Is the Update Worth it? The Bose Soundlink Revolve and Revolve+ vs. Revolve II and Revolve+ II (Series 2 Versions)

Bose’s rather costly but very stylish and sweet-sounding Soundlink Revolve portable speaker line has been updated:

  • The Bose Soundlink Revolve has been replaced by the Bose Soundlink Revolve II.
  • The somewhat larger and louder version with a carry handle, the Bose Soundlink Revolve+, has been replaced by the Bose Soundlink Revolve+ II.

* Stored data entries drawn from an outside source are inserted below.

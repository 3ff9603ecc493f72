//! Domain types shared by the ingestion and retrieval pipelines.
//!
//! These mirror `spec.md` §3 (Data Model) exactly: `Document` is the
//! ephemeral external input, `Chunk` is the unit of storage, `Collection`
//! is the store-side container, and `Query`/`Answer`/`Intent`/`StageReport`
//! carry the retrieval path.

use chrono::{DateTime, Utc};
use serde::{Deserialize, Serialize};
use std::collections::HashMap;

/// Default tenant used when a caller omits `tenant_id`.
pub const DEFAULT_TENANT: &str = "default";

/// Number of partitions a collection is sharded into (§4.1, immutable).
pub const NUM_PARTITIONS: u32 = 256;

/// An external input to the ingestion pipeline. Not persisted as a unit.
#[derive(Debug, Clone, Serialize, Deserialize)]
pub struct Document {
    /// Caller-assigned, stable identifier. Doubles as the idempotency key.
    pub document_id: String,
    /// Tenant the document belongs to.
    #[serde(default = "default_tenant")]
    pub tenant_id: String,
    /// Target collection name.
    pub collection_name: String,
    /// Raw UTF-8 text, bounded by the caller.
    pub text: String,
}

fn default_tenant() -> String {
    DEFAULT_TENANT.to_string()
}

/// The unit of storage and retrieval (§3, invariants 1-5).
#[derive(Debug, Clone, Serialize, Deserialize, PartialEq)]
pub struct Chunk {
    /// Primary key, derived deterministically from `document_id` + `chunk_index`.
    pub id: String,
    /// Owning document (≤100 chars enforced at ingest boundary).
    pub document_id: String,
    /// Partition-key tenant (≤100 chars enforced at ingest boundary).
    pub tenant_id: String,
    /// 0-based, strictly ascending within a document.
    pub chunk_index: u32,
    /// UTF-8 chunk text, 1-65,535 characters.
    pub text: String,
    /// Character count, derived at chunk time.
    pub char_count: usize,
    /// Token count, derived at chunk time.
    pub token_count: usize,
    /// Dense embedding. Length must equal the owning collection's dimension.
    pub dense_vector: Vec<f32>,
    /// Comma/line-separated keyword list, ≤500 chars.
    #[serde(default)]
    pub keywords: String,
    /// Topic labels, ≤500 chars.
    #[serde(default)]
    pub topics: String,
    /// Candidate questions this chunk answers, ≤1000 chars.
    #[serde(default)]
    pub questions: String,
    /// Short summary, ≤1000 chars.
    #[serde(default)]
    pub summary: String,
    /// Creation timestamp.
    pub created_at: DateTime<Utc>,
    /// Last-update timestamp.
    pub updated_at: DateTime<Utc>,
}

impl Chunk {
    /// Deterministic chunk id: `{document_id}_chunk_{chunk_index}`.
    ///
    /// Stable across re-ingest of the same document, as required by
    /// invariant 1 of §3 combined with the idempotency contract of §6.
    #[must_use]
    pub fn derive_id(document_id: &str, chunk_index: u32) -> String {
        format!("{document_id}_chunk_{chunk_index}")
    }
}

/// A named, typed container of chunks in the vector store (§3, §4.1).
#[derive(Debug, Clone, Serialize, Deserialize)]
pub struct Collection {
    pub name: String,
    /// Immutable once set; determined by auto-dimension detection or an
    /// explicit `createCollection` call.
    pub dimension: usize,
    /// Immutable, fixed at 256.
    pub num_partitions: u32,
    pub description: Option<String>,
}

impl Collection {
    #[must_use]
    pub fn new(name: impl Into<String>, dimension: usize, description: Option<String>) -> Self {
        Self {
            name: name.into(),
            dimension,
            num_partitions: NUM_PARTITIONS,
            description,
        }
    }
}

/// The closed set of 15 intent labels (§4.7).
#[derive(Debug, Clone, Copy, PartialEq, Eq, Serialize, Deserialize)]
#[serde(rename_all = "snake_case")]
pub enum IntentLabel {
    SimpleLookup,
    ListEnumeration,
    YesNo,
    DefinitionExplanation,
    FactualRetrieval,
    Comparison,
    Aggregation,
    Temporal,
    RelationshipMapping,
    ContextualExplanation,
    NegativeLogic,
    CrossReference,
    Synthesis,
    DocumentNavigation,
    ExceptionHandling,
}

impl IntentLabel {
    /// All 15 labels, used to render classifier prompts and validate output.
    pub const ALL: [IntentLabel; 15] = [
        Self::SimpleLookup,
        Self::ListEnumeration,
        Self::YesNo,
        Self::DefinitionExplanation,
        Self::FactualRetrieval,
        Self::Comparison,
        Self::Aggregation,
        Self::Temporal,
        Self::RelationshipMapping,
        Self::ContextualExplanation,
        Self::NegativeLogic,
        Self::CrossReference,
        Self::Synthesis,
        Self::DocumentNavigation,
        Self::ExceptionHandling,
    ];

    /// Simple intents map to the "fast" model tier (§4.11).
    #[must_use]
    pub fn is_simple(self) -> bool {
        matches!(
            self,
            Self::SimpleLookup
                | Self::ListEnumeration
                | Self::YesNo
                | Self::DefinitionExplanation
                | Self::FactualRetrieval
        )
    }

    /// Complex intents map to the "strong" model tier (§4.11).
    #[must_use]
    pub fn is_complex(self) -> bool {
        matches!(
            self,
            Self::CrossReference
                | Self::Synthesis
                | Self::Aggregation
                | Self::Temporal
                | Self::RelationshipMapping
                | Self::NegativeLogic
        )
    }

    /// The documented fallback label used when classification fails (§4.7).
    #[must_use]
    pub fn fallback() -> Self {
        Self::FactualRetrieval
    }

    /// Short machine name, used both for prompt rendering and logging.
    #[must_use]
    pub fn as_str(self) -> &'static str {
        match self {
            Self::SimpleLookup => "simple_lookup",
            Self::ListEnumeration => "list_enumeration",
            Self::YesNo => "yes_no",
            Self::DefinitionExplanation => "definition_explanation",
            Self::FactualRetrieval => "factual_retrieval",
            Self::Comparison => "comparison",
            Self::Aggregation => "aggregation",
            Self::Temporal => "temporal",
            Self::RelationshipMapping => "relationship_mapping",
            Self::ContextualExplanation => "contextual_explanation",
            Self::NegativeLogic => "negative_logic",
            Self::CrossReference => "cross_reference",
            Self::Synthesis => "synthesis",
            Self::DocumentNavigation => "document_navigation",
            Self::ExceptionHandling => "exception_handling",
        }
    }
}

impl std::fmt::Display for IntentLabel {
    fn fmt(&self, f: &mut std::fmt::Formatter<'_>) -> std::fmt::Result {
        f.write_str(self.as_str())
    }
}

/// Query-time classification result (§3, §4.7).
#[derive(Debug, Clone, Serialize, Deserialize)]
pub struct Intent {
    pub label: IntentLabel,
    /// 0.0-1.0
    pub confidence: f32,
    /// ISO language code detected from the query.
    pub language: String,
    /// A gateway-known model identifier hint for the Answer stage.
    pub recommended_model: String,
}

impl Intent {
    /// The documented fallback used on parse failure / classifier timeout.
    #[must_use]
    pub fn fallback(default_model: impl Into<String>) -> Self {
        Self {
            label: IntentLabel::fallback(),
            confidence: 0.5,
            language: "en".to_string(),
            recommended_model: default_model.into(),
        }
    }
}

/// One entry in an `Answer`'s citation list.
#[derive(Debug, Clone, Serialize, Deserialize)]
pub struct Citation {
    /// 1-based index matching `[Source N]` markers in the answer text.
    pub source_id: u32,
    pub chunk_id: String,
    pub document_id: String,
    pub text_preview: String,
}

/// The result of the retrieval pipeline.
#[derive(Debug, Clone, Serialize, Deserialize)]
pub struct Answer {
    pub text: String,
    pub citations: Vec<Citation>,
}

/// Per-stage outcome, attached to every orchestrator response (§3, §7).
#[derive(Debug, Clone, Serialize, Deserialize)]
pub struct StageReport {
    pub time_ms: u64,
    pub success: bool,
    pub skipped: bool,
    #[serde(default)]
    pub metadata: HashMap<String, serde_json::Value>,
}

impl StageReport {
    #[must_use]
    pub fn ok(time_ms: u64) -> Self {
        Self {
            time_ms,
            success: true,
            skipped: false,
            metadata: HashMap::new(),
        }
    }

    #[must_use]
    pub fn skipped() -> Self {
        Self {
            time_ms: 0,
            success: true,
            skipped: true,
            metadata: HashMap::new(),
        }
    }

    #[must_use]
    pub fn failed(time_ms: u64) -> Self {
        Self {
            time_ms,
            success: false,
            skipped: false,
            metadata: HashMap::new(),
        }
    }

    #[must_use]
    pub fn with_metadata(mut self, key: impl Into<String>, value: serde_json::Value) -> Self {
        self.metadata.insert(key.into(), value);
        self
    }
}

/// A named map of stage reports keyed by stage name (`"chunking"`,
/// `"metadata"`, `"embedding"`, `"storage"`, `"intent"`, `"search"`,
/// `"reranking"`, `"compression"`, `"answer"`).
pub type StageReports = HashMap<String, StageReport>;

#[cfg(test)]
mod tests {
    use super::*;

    #[test]
    fn chunk_id_is_deterministic() {
        assert_eq!(Chunk::derive_id("doc_1", 0), "doc_1_chunk_0");
        assert_eq!(Chunk::derive_id("doc_1", 0), Chunk::derive_id("doc_1", 0));
    }

    #[test]
    fn intent_tiers_are_disjoint() {
        for label in IntentLabel::ALL {
            assert!(!(label.is_simple() && label.is_complex()));
        }
    }

    #[test]
    fn fallback_intent_uses_factual_retrieval() {
        let intent = Intent::fallback("fast-default");
        assert_eq!(intent.label, IntentLabel::FactualRetrieval);
        assert!((intent.confidence - 0.5).abs() < f32::EPSILON);
    }
}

You’ll also see these new versions sold with the labels “2” or “Series II”. The “+” sign for the larger speaker is also sometimes written out as “Plus”. Frankly, yes, the naming is all a bit annoying, especially for speakers that themselves excel in dead-simple ease-of-use.

We reviewed the first release and compared the original Bose Soundlink Revolve and Revolve+ quite a while back—their detailed, expansive, smoothly 360-degree sound was impressive for such a small package. Bose went for a relatively long time without updating them—and they were, after all, pretty close to perfection. That might explain why the Series II versions look haven’t changed much. We’ll give a side-by-side look at the old and new speakers and then our full meta-review combining our thoughts and the select wisdom of reviewers, testers, and consumer organizations.

You’ll see that we definitely don’t recommend upgrading if you already have the original Bose Soundlink Revolve or Revolve+, but if you’re deciding between the new and the old series there are minor differences to be aware of in terms of features—and we’ll offer our tips on where to get the best prices in the links below.

Update History of This Article

This article was first published on October 20, 2021.

Most features are quite similar between the original Revolve and Revolve+ and the 2021-released Revolve II and Revolve+ II. Bose appears to not have wanted to mess much with what was working.

Here are the minor changes.

  • Battery life: Bose’s advertising states that the original Revolve plays for 12 hours, the original Revolve+ for 16 hours, the Revolve II plays for 13 hours, and the Revolve+ II plays for 17 hours. Reviewers and users have reported that this is fairly accurate and they get a bit more or less depending on playback volume. If you need more time than that away from the power grid (e.g., you’re camping) we suggest a portable battery with both USB-C and regular USB-A out ports (after all, you’ll need to charge your phone too—the battery we recommend there can take care of both several times over).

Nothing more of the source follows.